◆ The problem
From the listing below, extract every line in which the word "Display" appears.

[[ Exercise data open ]]

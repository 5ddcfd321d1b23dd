//! Pure tic-tac-toe game logic.
//!
//! The engine is a handful of pure transitions over an immutable
//! [`GameState`]: a shell hands in the current state plus a user intent and
//! gets the next state back.
//!
//! # Example
//!
//! ```
//! use velha_engine::{Outcome, Player, apply_move, reset};
//!
//! let state = [0, 1, 4, 2, 8]
//!     .iter()
//!     .fold(reset(), |state, &index| apply_move(&state, index));
//!
//! assert_eq!(state.outcome(), Outcome::Win(Player::X));
//! ```

#![warn(missing_docs)]
#![forbid(unsafe_code)]

mod engine;
mod error;
pub mod invariants;
mod position;
pub mod rules;
mod types;

pub use engine::{Action, apply_move, evaluate, reduce, reset, try_apply_move};
pub use error::{BoardParseError, MoveError};
pub use position::Position;
pub use rules::{LINES, Line, check_winner, winning_line};
pub use types::{Board, Cell, GameState, Outcome, Player};
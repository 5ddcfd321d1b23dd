//! Core domain types for tic-tac-toe.

use crate::error::BoardParseError;
use crate::position::Position;
use serde::{Deserialize, Serialize};
use std::str::FromStr;

/// Player in the game.
#[derive(Debug, Clone, Copy, PartialEq, Eq, Hash, Serialize, Deserialize)]
pub enum Player {
    /// Player X (goes first).
    X,
    /// Player O (goes second).
    O,
}

impl Player {
    /// Returns the opponent player.
    pub fn opponent(self) -> Self {
        match self {
            Player::X => Player::O,
            Player::O => Player::X,
        }
    }

    /// Single-character symbol for this player.
    pub fn symbol(self) -> char {
        match self {
            Player::X => 'X',
            Player::O => 'O',
        }
    }
}

impl std::fmt::Display for Player {
    fn fmt(&self, f: &mut std::fmt::Formatter<'_>) -> std::fmt::Result {
        write!(f, "{}", self.symbol())
    }
}

/// A cell on the board.
#[derive(Debug, Clone, Copy, PartialEq, Eq, Hash, Default, Serialize, Deserialize)]
pub enum Cell {
    /// Nobody has played here yet.
    #[default]
    Empty,
    /// Cell taken by a player.
    Occupied(Player),
}

impl Cell {
    /// Returns the owner of this cell, if any.
    pub fn player(self) -> Option<Player> {
        match self {
            Cell::Empty => None,
            Cell::Occupied(player) => Some(player),
        }
    }
}

/// 3x3 tic-tac-toe board.
#[derive(Debug, Clone, Copy, PartialEq, Eq, Hash, Default, Serialize, Deserialize)]
pub struct Board {
    /// Cells in row-major order (0-8).
    cells: [Cell; 9],
}

impl Board {
    /// Creates a new empty board.
    pub fn new() -> Self {
        Self {
            cells: [Cell::Empty; 9],
        }
    }

    /// Builds a board from cells in row-major order.
    pub fn from_cells(cells: [Cell; 9]) -> Self {
        Self { cells }
    }

    /// Gets the cell at the given position.
    pub fn get(&self, pos: Position) -> Cell {
        self.cells[pos.to_index()]
    }

    /// Returns a copy of the board with `pos` set to `cell`.
    #[must_use]
    pub fn with(mut self, pos: Position, cell: Cell) -> Self {
        self.cells[pos.to_index()] = cell;
        self
    }

    /// Checks if a cell is empty.
    pub fn is_empty(&self, pos: Position) -> bool {
        self.get(pos) == Cell::Empty
    }

    /// Checks if every cell is occupied.
    pub fn is_full(&self) -> bool {
        self.cells.iter().all(|c| *c != Cell::Empty)
    }

    /// Number of marks `player` has on the board.
    pub fn marks(&self, player: Player) -> usize {
        self.cells
            .iter()
            .filter(|c| **c == Cell::Occupied(player))
            .count()
    }

    /// Returns all cells.
    pub fn cells(&self) -> &[Cell; 9] {
        &self.cells
    }

    /// Positions that are still empty.
    pub fn empty_positions(&self) -> Vec<Position> {
        Position::ALL
            .iter()
            .copied()
            .filter(|pos| self.is_empty(*pos))
            .collect()
    }
}

/// Grid view; empty cells show the key that plays them (1-9).
impl std::fmt::Display for Board {
    fn fmt(&self, f: &mut std::fmt::Formatter<'_>) -> std::fmt::Result {
        for row in 0..3 {
            for col in 0..3 {
                let idx = row * 3 + col;
                match self.cells[idx] {
                    Cell::Empty => write!(f, "{}", idx + 1)?,
                    Cell::Occupied(player) => write!(f, "{}", player)?,
                }
                if col < 2 {
                    f.write_str("|")?;
                }
            }
            if row < 2 {
                f.write_str("\n-+-+-\n")?;
            }
        }
        Ok(())
    }
}

impl FromStr for Board {
    type Err = BoardParseError;

    fn from_str(s: &str) -> Result<Self, Self::Err> {
        let mut cells = Vec::with_capacity(9);
        for ch in s.chars() {
            let cell = match ch {
                'X' | 'x' => Cell::Occupied(Player::X),
                'O' | 'o' => Cell::Occupied(Player::O),
                '.' | '_' | '-' => Cell::Empty,
                '/' | '|' => continue,
                c if c.is_whitespace() => continue,
                other => return Err(BoardParseError::InvalidSymbol(other)),
            };
            cells.push(cell);
        }
        let count = cells.len();
        let cells: [Cell; 9] = cells
            .try_into()
            .map_err(|_| BoardParseError::WrongCellCount(count))?;
        Ok(Self { cells })
    }
}

/// Result of the game so far.
#[derive(Debug, Clone, Copy, PartialEq, Eq, Hash, Default, Serialize, Deserialize)]
pub enum Outcome {
    /// Game is ongoing.
    #[default]
    InProgress,
    /// A player completed a line.
    Win(Player),
    /// Board is full and nobody completed a line.
    Draw,
}

impl Outcome {
    /// True once the game has ended.
    pub fn is_terminal(self) -> bool {
        self != Outcome::InProgress
    }

    /// Returns the winner if there is one.
    pub fn winner(self) -> Option<Player> {
        match self {
            Outcome::Win(player) => Some(player),
            _ => None,
        }
    }
}

impl std::fmt::Display for Outcome {
    fn fmt(&self, f: &mut std::fmt::Formatter<'_>) -> std::fmt::Result {
        match self {
            Outcome::InProgress => write!(f, "In progress"),
            Outcome::Win(player) => write!(f, "Player {} wins", player),
            Outcome::Draw => write!(f, "Draw"),
        }
    }
}

/// Complete game state.
///
/// An immutable value: transitions in [`crate::engine`] return a new state
/// rather than mutating this one.
#[derive(Debug, Clone, Copy, PartialEq, Eq, Hash, Serialize, Deserialize)]
pub struct GameState {
    board: Board,
    current_player: Player,
    outcome: Outcome,
}

impl GameState {
    /// Creates the initial state: empty board, X to move.
    pub fn new() -> Self {
        Self {
            board: Board::new(),
            current_player: Player::X,
            outcome: Outcome::InProgress,
        }
    }

    pub(crate) fn from_parts(board: Board, current_player: Player, outcome: Outcome) -> Self {
        Self {
            board,
            current_player,
            outcome,
        }
    }

    /// Returns the board.
    pub fn board(&self) -> &Board {
        &self.board
    }

    /// Returns the player to move, or the last mover once the game is over.
    pub fn current_player(&self) -> Player {
        self.current_player
    }

    /// Returns the outcome.
    pub fn outcome(&self) -> Outcome {
        self.outcome
    }
}

impl Default for GameState {
    fn default() -> Self {
        Self::new()
    }
}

[[ Exercise data closed ]]

◆ Reply
impl std::fmt::Display for Player {
impl std::fmt::Display for Board {
impl std::fmt::Display for Outcome {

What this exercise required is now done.